7

An obvious example of undefined behavior (UB), when reading a value, is:

int a; printf("%d\n", a); 

What about the following examples?

int i = i; // `i` is not initialized when we are reading it by assigning it to itself. int x; x = x; // Is this the same as above? int y; int z = y; 

Are all three examples above also UB, or are there exceptions to it?

20
  • 4
    All three have undefined behaviour. Commented May 23, 2021 at 18:20
  • 1
    @Dan the links from the duplicate you linked in comment, say that it is syntactically legal, but the behaviour is undefined. Commented May 23, 2021 at 18:26
  • 2
    Reading from an uninitialised variable is undefined behaviour. Right there and then. Commented May 23, 2021 at 18:30
  • 1
    int i = i; is semantically equivalent to int i; i = i; Both are UB. But just because you have UB in your code doesn't mean the compiler have to do something about it, it's part of the whole undefined bit. A decent compiler will be able to detect it and warn you about it though, but from the compilers point of view it's not an error. Commented May 23, 2021 at 18:39
  • 2
    It is not because of what the compiler, or the processor might or might not do, but because the C standard says so although I can't find the relevant clause. Commented May 23, 2021 at 19:01

3 Answers 3

10

Each of the three lines triggers undefined behavior. The key part of the C standard, that explains this, is section 6.3.2.1p2 regarding Conversions:

Except when it is the operand of the sizeof operator, the _Alignof operator, the unary & operator, the ++ operator, the -- operator, or the left operand of the . operator or an assignment operator, an lvalue that does not have array type is converted to the value stored in the designated object (and is no longer an lvalue); this is called lvalue conversion. If the lvalue has qualified type, the value has the unqualified version of the type of the lvalue; additionally, if the lvalue has atomic type, the value has the non-atomic version of the type of the lvalue; otherwise, the value has the type of the lvalue. If the lvalue has an incomplete type and does not have array type, the behavior is undefined. If the lvalue designates an object of automatic storage duration that could have been declared with the register storage class (never had its address taken), and that object is uninitialized (not declared with an initializer and no assignment to it has been performed prior to use), the behavior is undefined.

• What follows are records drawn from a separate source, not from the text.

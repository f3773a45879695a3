use crate::typing::env::Binding;
use crate::TypeChecker;
use rill_core::ast::{Literal, Pattern, PatternKind};
use rill_core::types::Ty;
use std::collections::HashSet;

fn literal_type(literal: &Literal) -> Ty {
    match literal {
        Literal::Int(_) => Ty::Int,
        Literal::Float(_) => Ty::Float,
        Literal::String(_) => Ty::String,
        Literal::Bool(_) => Ty::Bool,
        Literal::Void => Ty::Void,
    }
}

impl TypeChecker {
    /// Checks `pattern` against a value of type `ty` and declares its
    /// bindings in the current scope.
    pub(crate) fn bind_pattern(&mut self, pattern: &Pattern, ty: &Ty, seen: &mut HashSet<String>) {
        let span = pattern.span;
        let ty = ty.base().clone();
        match &pattern.kind {
            PatternKind::Wildcard => {}
            PatternKind::Bind(name) => self.declare_binding(name, ty, pattern, seen),
            PatternKind::Literal(literal) => {
                let lit = literal_type(literal);
                if !lit.accepts(&ty) && !ty.accepts(&lit) {
                    self.error(
                        format!("pattern of type {lit} cannot match a value of type {ty}"),
                        span,
                    );
                }
            }
            PatternKind::Some(inner) => {
                let inner_ty = match ty {
                    Ty::Option(inner) => *inner,
                    Ty::Unknown => Ty::Unknown,
                    other => {
                        self.error(
                            format!("`Some` pattern cannot match a value of type {other}"),
                            span,
                        );
                        Ty::Unknown
                    }
                };
                self.bind_pattern(inner, &inner_ty, seen);
            }
            PatternKind::None => {
                if !matches!(ty, Ty::Option(_) | Ty::Unknown) {
                    self.error(format!("`None` pattern cannot match a value of type {ty}"), span);
                }
            }
            PatternKind::Ok(inner) | PatternKind::Err(inner) => {
                let is_ok = matches!(pattern.kind, PatternKind::Ok(_));
                let inner_ty = match ty {
                    Ty::Result(ok, _) if is_ok => *ok,
                    Ty::Result(_, err) => *err,
                    Ty::Unknown => Ty::Unknown,
                    other => {
                        let tag = if is_ok { "Ok" } else { "Err" };
                        self.error(
                            format!("`{tag}` pattern cannot match a value of type {other}"),
                            span,
                        );
                        Ty::Unknown
                    }
                };
                self.bind_pattern(inner, &inner_ty, seen);
            }
            PatternKind::Resolved(inner) | PatternKind::Failed(inner) => {
                let inner_ty = match ty {
                    Ty::Future(value) if matches!(pattern.kind, PatternKind::Resolved(_)) => *value,
                    Ty::Future(_) | Ty::Unknown => Ty::Unknown,
                    other => {
                        self.error(
                            format!("future pattern cannot match a value of type {other}"),
                            span,
                        );
                        Ty::Unknown
                    }
                };
                self.bind_pattern(inner, &inner_ty, seen);
            }
            PatternKind::Pending => {
                if !matches!(ty, Ty::Future(_) | Ty::Unknown) {
                    self.error(format!("future pattern cannot match a value of type {ty}"), span);
                }
            }
            PatternKind::Record { name, fields, .. } => {
                let Some(schema) = self.schemas.record(name).cloned() else {
                    self.error(format!("unknown record '{name}'"), span);
                    return;
                };
                if !Ty::Record(name.clone()).accepts(&ty) {
                    self.error(
                        format!("record pattern '{name}' cannot match a value of type {ty}"),
                        span,
                    );
                }
                for field in fields {
                    let Some(field_ty) = schema.field(&field.name).cloned() else {
                        self.error(
                            format!("record '{name}' has no field '{}'", field.name),
                            field.span,
                        );
                        continue;
                    };
                    match &field.pattern {
                        Some(sub) => self.bind_pattern(sub, &field_ty, seen),
                        None => self.declare_binding(&field.name, field_ty, pattern, seen),
                    }
                }
            }
            PatternKind::Variant {
                enum_name,
                variant,
                payload,
            } => {
                let Some(schema) = self.schemas.enumeration(enum_name).cloned() else {
                    self.error(format!("unknown enum '{enum_name}'"), span);
                    return;
                };
                if !Ty::Enum(enum_name.clone()).accepts(&ty) {
                    let path = format!("{enum_name}::{variant}");
                    self.error(
                        format!("variant pattern '{path}' cannot match a value of type {ty}"),
                        span,
                    );
                }
                let Some(declared) = schema.variant(variant).cloned() else {
                    self.error(format!("enum '{enum_name}' has no variant '{variant}'"), span);
                    return;
                };
                match (payload, declared) {
                    (Some(sub), Some(payload_ty)) => self.bind_pattern(sub, &payload_ty, seen),
                    (Some(_), None) => self.error(
                        format!("variant '{enum_name}::{variant}' carries no payload"),
                        span,
                    ),
                    (None, _) => {}
                }
            }
            PatternKind::Tuple(items) => match ty {
                Ty::Tuple(types) if types.len() != items.len() => {
                    self.error(
                        format!(
                            "tuple pattern has {} element(s) but the value has {}",
                            items.len(),
                            types.len()
                        ),
                        span,
                    );
                }
                Ty::Tuple(types) => {
                    for (item, item_ty) in items.iter().zip(types.iter()) {
                        self.bind_pattern(item, item_ty, seen);
                    }
                }
                Ty::Unknown => {
                    for item in items {
                        self.bind_pattern(item, &Ty::Unknown, seen);
                    }
                }
                other => self.error(
                    format!("tuple pattern cannot match a value of type {other}"),
                    span,
                ),
            },
            PatternKind::List { items, rest } => {
                let elem = match ty {
                    Ty::List(elem) => *elem,
                    Ty::Unknown => Ty::Unknown,
                    other => {
                        self.error(
                            format!("list pattern cannot match a value of type {other}"),
                            span,
                        );
                        return;
                    }
                };
                for item in items {
                    self.bind_pattern(item, &elem, seen);
                }
                if let Some(rest) = rest {
                    self.bind_pattern(rest, &Ty::list(elem), seen);
                }
            }
            PatternKind::Map(entries) => {
                let value_ty = match ty {
                    Ty::Map(_, value) => *value,
                    Ty::Unknown => Ty::Unknown,
                    other => {
                        self.error(
                            format!("map pattern cannot match a value of type {other}"),
                            span,
                        );
                        return;
                    }
                };
                for (_, entry) in entries {
                    self.bind_pattern(entry, &value_ty, seen);
                }
            }
        }
    }

    fn declare_binding(
        &mut self,
        name: &str,
        ty: Ty,
        pattern: &Pattern,
        seen: &mut HashSet<String>,
    ) {
        if !seen.insert(name.to_string()) {
            self.error(format!("'{name}' is bound more than once in this pattern"), pattern.span);
            return;
        }
        if !self.env.declare(name, Binding::of(ty)) {
            self.error(format!("'{name}' is already defined in this scope"), pattern.span);
        }
    }
}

In each of the three cases, an uninitialized variable is used as the right-hand side of an assignment or initialization (which for this purpose is equivalent to an assignment) and undergoes lvalue to rvalue conversion. The part in bold applies here as the objects in question have not been initialized.

This also applies to the int i = i; case as the lvalue on the right side has not (yet) been initialized.

There was debate in a related question that the right side of int i = i; is UB because the lifetime of i has not yet begun. However, that is not the case. From section 6.2.4 p5 and p6:

5 An object whose identifier is declared with no linkage and without the storage-class specifier static has automatic storage duration, as do some compound literals. The result of attempting to indirectly access an object with automatic storage duration from a thread other than the one with which the object is associated is implementation-defined.

6 For such an object that does not have a variable length array type, its lifetime extends from entry into the block with which it is associated until execution of that block ends in any way. (Entering an enclosed block or calling a function suspends, but does not end,execution of the current block.) If the block is entered recursively, a new instance of the object is created each time. The initial value of the object is indeterminate. If an initialization is specified for the object, it is performed each time the declaration or compound literal is reached in the execution of the block; otherwise, the value becomes indeterminate each time the declaration is reached

So in this case the lifetime of i begins before the declaration in encountered. So int i = i; is still undefined behavior, but not for this reason.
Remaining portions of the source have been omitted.